Pero no tenía ropa apropiada. La última vez que pisé un
gimnasio se usaban calzas de lycra fucsia, polainas y musculosas de colores
flúo… Y eso lo usaban los hombres.
Pensé en comprarme un buzo y hacerle agujeros con una
tijera, para imitar un look Rocky en sus comienzos, pero por suerte encontré
una remera vieja, un pantaloncito de fútbol (claramente, olvidado por mi
hermano en mi casa), y unas zapatillas Adidas New York de los ochenta.
Llegado el día, me dirigí al gimnasio de
boxeo, situado en un célebre y antiguo club de barrio que no pienso nombrar
porque alguna vez pienso volver ahí a mi segunda clase de “boxeo recreativo”, o
al menos estoy seguro de que voy a pasar cerca y no quiero que mis “compañeros”
me asocien con la autoría de esta nota y me hagan alguna chanza iniciática
(chanza iniciática que sólo considero comparable a las chanzas iniciáticas que
los internos de una unidad penitenciaria destinan a los pedófilos, por
ejemplo).
De todas formas, antes de partir a mi primera clase, le dije
a mi novia: “Mirá, esperame que vuelvo en un rato… No creo que vaya a tener una
primera clase… Seguramente me van a pedir un “apto médico”, uno de esos certificados
que indican que alguien que empieza en un gimnasio está en condiciones de
acometer una actividad física exigent…”.
-¿Así que querés empezar?- me preguntó el profesor, un
boxeador con experiencia. –Calentá, elongá y empezá a saltar la soga.
-¿P-pero…? ¿Y el “apto médico”?
-Andá a saltar la soga diez minutos.
Recién ahí es cuando miré a mi alrededor y vi el gimnasio.
Era como el de “Rocky” en serio. Un galpón falto de higiene, con bolsas de
boxeo colgando por ahí, pósters viejos de viejos boxeadores, un ring
desvencijado en el medio. Había algunos recortes de periódicos con noticias
sobre algunos boxeadores que habían salido de allí (aparentemente, todos habían
sobrevivido, luego de haber recibido una paliza descomunal antes de los veinte
segundos de pelea, lo cual resultaba sumamente alentador).
-¿Dónde están las sogas?- le pregunté a mi entrenador.

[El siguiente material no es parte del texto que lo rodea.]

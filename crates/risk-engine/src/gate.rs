//! Composition of every protection predicate into one admission decision.

use std::collections::{BTreeMap, HashSet};
use std::sync::Arc;

use chrono::{Duration, Utc};
use rust_decimal::Decimal;
use serde::{Deserialize, Serialize};
use terminal_core::{Result, Terminal};
use tracing::{debug, warn};

use crate::config::ProtectionConfig;
use crate::predicates::{self, PredicateKind, ProtectionCheckResult};
use crate::state::ProtectionState;

/// The combined admission decision for one poll cycle.
#[derive(Debug, Clone, Serialize, Deserialize)]
pub struct CompositeDecision {
    /// AND of every predicate's verdict.
    pub trading_allowed: bool,
    /// Reasons from every failing predicate, in invocation order.
    pub reasons: Vec<String>,
    /// Product of every predicate's volume factor.
    pub volume_factor: Decimal,
    /// Per-predicate results for observability.
    pub details: BTreeMap<PredicateKind, ProtectionCheckResult>,
}

impl CompositeDecision {
    fn open() -> Self {
        Self {
            trading_allowed: true,
            reasons: Vec::new(),
            volume_factor: Decimal::ONE,
            details: BTreeMap::new(),
        }
    }

    /// Fail-closed decision carrying a single reason.
    fn closed(reason: impl Into<String>) -> Self {
        Self {
            trading_allowed: false,
            reasons: vec![reason.into()],
            volume_factor: Decimal::ONE,
            details: BTreeMap::new(),
        }
    }

    fn record(&mut self, kind: PredicateKind, result: ProtectionCheckResult) {
        if !result.allowed {
            self.trading_allowed = false;
            if let Some(reason) = &result.reason {
                self.reasons.push(reason.clone());
            }
        }
        self.volume_factor *= result.volume_factor;
        self.details.insert(kind, result);
    }
}

/// Runs the configured predicates against the tracked state and composes
/// their results. The gate never mutates state; all mutation happens in the
/// tracker, which must have completed its update for the cycle first.
pub struct ProtectionGate {
    terminal: Arc<dyn Terminal>,
    config: ProtectionConfig,
}

impl ProtectionGate {
    /// Build a gate, rejecting invalid thresholds up front.
    pub fn new(terminal: Arc<dyn Terminal>, config: ProtectionConfig) -> Result<Self> {
        config.validate()?;
        Ok(Self { terminal, config })
    }

    pub fn config(&self) -> &ProtectionConfig {
        &self.config
    }

    /// Evaluate every configured predicate for this cycle.
    ///
    /// Stale or uninitialized state fails closed. Predicates whose market
    /// data cannot be fetched are skipped and logged rather than evaluated
    /// against partial data; they are absent from the detail map.
    pub async fn evaluate(&self, state: &ProtectionState) -> CompositeDecision {
        if state.stale {
            warn!("Account state is stale; failing closed");
            return CompositeDecision::closed("account state is stale; trading disabled");
        }
        if !state.is_initialized() {
            warn!("Account state not yet initialized; failing closed");
            return CompositeDecision::closed("no account snapshot observed yet");
        }

        let mut decision = CompositeDecision::open();

        decision.record(
            PredicateKind::Breakdown,
            predicates::breakdown(state, self.config.breakdown_pct),
        );
        decision.record(
            PredicateKind::MaxDrawdown,
            predicates::max_drawdown(state, self.config.max_drawdown_pct),
        );
        decision.record(
            PredicateKind::DailyLossLimit,
            predicates::period_loss_limit(
                state.daily_loss,
                state.initial_balance,
                self.config.daily_loss_pct,
                "daily",
            ),
        );
        decision.record(
            PredicateKind::WeeklyLossLimit,
            predicates::period_loss_limit(
                state.weekly_loss,
                state.initial_balance,
                self.config.weekly_loss_pct,
                "weekly",
            ),
        );
        decision.record(
            PredicateKind::MonthlyLossLimit,
            predicates::period_loss_limit(
                state.monthly_loss,
                state.initial_balance,
                self.config.monthly_loss_pct,
                "monthly",
            ),
        );

        self.check_consecutive_losses(&mut decision).await;
        self.check_volatility(&mut decision).await;
        self.check_correlation(&mut decision).await;

        if let Some(windows) = &self.config.time_windows {
            decision.record(
                PredicateKind::TimeWindows,
                predicates::time_restrictions(Utc::now(), windows),
            );
        }

        if !decision.trading_allowed {
            warn!(reasons = ?decision.reasons, "Trading blocked by protection gate");
        } else if decision.volume_factor != Decimal::ONE {
            debug!(volume_factor = %decision.volume_factor, "Position size scaled by protections");
        }

        decision
    }

    async fn check_consecutive_losses(&self, decision: &mut CompositeDecision) {
        let now = Utc::now();
        let from = now - Duration::days(self.config.streak_lookback_days);
        match self.terminal.closed_deals(from, now).await {
            Ok(deals) => decision.record(
                PredicateKind::ConsecutiveLosses,
                predicates::consecutive_losses(
                    &deals,
                    self.config.max_consecutive_losses,
                    self.config.volume_reduction_factor,
                ),
            ),
            Err(error) => {
                warn!(error = %error, "Skipping losing-streak check; deal history unavailable");
            }
        }
    }

    async fn check_volatility(&self, decision: &mut CompositeDecision) {
        let Some(volatility) = &self.config.volatility else {
            return;
        };
        // One extra bar so the window yields `lookback` true ranges.
        let fetch = self
            .terminal
            .price_series(&volatility.symbol, volatility.timeframe, volatility.lookback + 1)
            .await;
        match fetch {
            Ok(candles) => decision.record(
                PredicateKind::VolatilitySizing,
                predicates::volatility_sizing(&candles, volatility.max_multiplier),
            ),
            Err(error) => {
                warn!(
                    symbol = %volatility.symbol,
                    error = %error,
                    "Skipping volatility sizing; price history unavailable"
                );
            }
        }
    }

    async fn check_correlation(&self, decision: &mut CompositeDecision) {
        let Some(correlation) = &self.config.correlation else {
            return;
        };

        let positions = match self.terminal.open_positions(None).await {
            Ok(positions) => positions,
            Err(error) => {
                warn!(error = %error, "Skipping correlation check; open positions unavailable");
                return;
            }
        };
        let open_symbols: HashSet<String> =
            positions.into_iter().map(|p| p.symbol).collect();

        let mut series = Vec::with_capacity(correlation.symbols.len());
        for symbol in &correlation.symbols {
            match self
                .terminal
                .price_series(symbol, correlation.timeframe, correlation.lookback)
                .await
            {
                Ok(candles) => {
                    let closes: Vec<Decimal> = candles.iter().map(|c| c.close).collect();
                    series.push((symbol.clone(), closes));
                }
                Err(error) => {
                    warn!(
                        symbol = %symbol,
                        error = %error,
                        "Excluding symbol from correlation check; price history unavailable"
                    );
                }
            }
        }

        decision.record(
            PredicateKind::Correlation,
            predicates::correlation(&series, &open_symbols, correlation.max_correlation),
        );
    }
}
//! Rolling account state: high-water mark and calendar loss accumulators.

use chrono::{DateTime, Datelike, Utc};
use rust_decimal::Decimal;
use serde::{Deserialize, Serialize};
use terminal_core::types::AccountSnapshot;
use tracing::{debug, info, warn};

/// Account-wide risk state, mutated exactly once per poll cycle.
///
/// One instance lives per account session. Deployments that poll the same
/// account from several symbol workers must share a single instance behind a
/// lock: the accumulators and high-water mark are account-wide, and two
/// independent copies would double-count or under-count losses.
#[derive(Debug, Clone, Default, Serialize, Deserialize)]
pub struct ProtectionState {
    /// Balance at the first observed snapshot. Set once.
    pub initial_balance: Decimal,
    /// Highest equity observed since tracking began. Never decreases.
    pub max_balance: Decimal,
    /// Equity lost since the start of the calendar day.
    pub daily_loss: Decimal,
    /// Equity lost since the start of the ISO week.
    pub weekly_loss: Decimal,
    /// Equity lost since the start of the month.
    pub monthly_loss: Decimal,
    /// Previous snapshot, used to compute equity deltas.
    pub last_snapshot: Option<AccountSnapshot>,
    /// Wall clock of the last rollover check.
    pub last_check_time: Option<DateTime<Utc>>,
    /// Set when the terminal failed to supply a fresh snapshot. Predicates
    /// fail closed until the next successful update.
    pub stale: bool,
}

impl ProtectionState {
    /// Whether at least one snapshot has been observed.
    pub fn is_initialized(&self) -> bool {
        self.last_snapshot.is_some()
    }

    /// Equity of the most recent snapshot.
    pub fn equity(&self) -> Option<Decimal> {
        self.last_snapshot.as_ref().map(|s| s.equity)
    }
}

/// Folds fresh account snapshots into a [`ProtectionState`].
#[derive(Debug, Default)]
pub struct AccountStateTracker {
    state: ProtectionState,
}

impl AccountStateTracker {
    pub fn new() -> Self {
        Self::default()
    }

    pub fn state(&self) -> &ProtectionState {
        &self.state
    }

    /// Fold one fresh snapshot into the state.
    ///
    /// Losses accumulate one-directionally: a drop in equity adds the full
    /// delta to all three accumulators, while a recovery subtracts nothing.
    /// This mirrors the behavior the engine was specified against; see the
    /// design notes for the open question on drift.
    pub fn update(&mut self, snapshot: AccountSnapshot) {
        self.state.stale = false;

        let Some(previous) = self.state.last_snapshot.take() else {
            info!(
                balance = %snapshot.balance,
                equity = %snapshot.equity,
                "Seeding protection state from first snapshot"
            );
            self.state.initial_balance = snapshot.balance;
            self.state.max_balance = snapshot.equity;
            self.state.last_check_time = Some(snapshot.captured_at);
            self.state.last_snapshot = Some(snapshot);
            return;
        };

        // High-water mark ratchet.
        if snapshot.equity > self.state.max_balance {
            debug!(
                old = %self.state.max_balance,
                new = %snapshot.equity,
                "New equity high-water mark"
            );
            self.state.max_balance = snapshot.equity;
        }

        if snapshot.equity < previous.equity {
            let delta = previous.equity - snapshot.equity;
            self.state.daily_loss += delta;
            self.state.weekly_loss += delta;
            self.state.monthly_loss += delta;
            debug!(
                delta = %delta,
                daily = %self.state.daily_loss,
                weekly = %self.state.weekly_loss,
                monthly = %self.state.monthly_loss,
                "Equity drop accumulated"
            );
        }

        self.roll_over(snapshot.captured_at);

        self.state.last_check_time = Some(snapshot.captured_at);
        self.state.last_snapshot = Some(snapshot);
    }

    /// Record that no fresh snapshot was available this cycle. The state is
    /// left untouched apart from the stale flag.
    pub fn mark_stale(&mut self) {
        warn!("No fresh account snapshot; protection state is stale");
        self.state.stale = true;
    }

    /// Reset each accumulator whose calendar bucket has advanced since the
    /// last check. The three buckets roll over independently.
    fn roll_over(&mut self, now: DateTime<Utc>) {
        let Some(last) = self.state.last_check_time else {
            return;
        };

        if now.date_naive() != last.date_naive() {
            info!(daily_loss = %self.state.daily_loss, "Daily loss accumulator reset");
            self.state.daily_loss = Decimal::ZERO;
        }
        if now.iso_week() != last.iso_week() {
            info!(weekly_loss = %self.state.weekly_loss, "Weekly loss accumulator reset");
            self.state.weekly_loss = Decimal::ZERO;
        }
        if (now.year(), now.month()) != (last.year(), last.month()) {
            info!(monthly_loss = %self.state.monthly_loss, "Monthly loss accumulator reset");
            self.state.monthly_loss = Decimal::ZERO;
        }
    }
}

-Ahí, colgadas de ese clavo.
Agarré una soga y mi entrenador me dijo: “esas son vendas;
las cuerdas para saltar están colgadas de ese otro clavo”.
-Ah.
-Bueno, ponete a saltar.
Ahí me animé y le pregunté:
-Pero… ¿No necesito un “apto físico”? ¿Un certificad…?
-¿Eh?
Miré a mi alrededor. Había boxeadores en serio. Tipos que si
alguna vez habían recibido un certificado médico fue para certificar su
nacimiento. Algunos, ni eso.
-Nada. OK. ¿Me pongo a saltar por ahí? ¿Seguro que no
molesto?
Agarré una soga (no una venda) y me dispuse a saltar. No
debía ser demasiado difícil. Las chicas lo hacen, después de todo.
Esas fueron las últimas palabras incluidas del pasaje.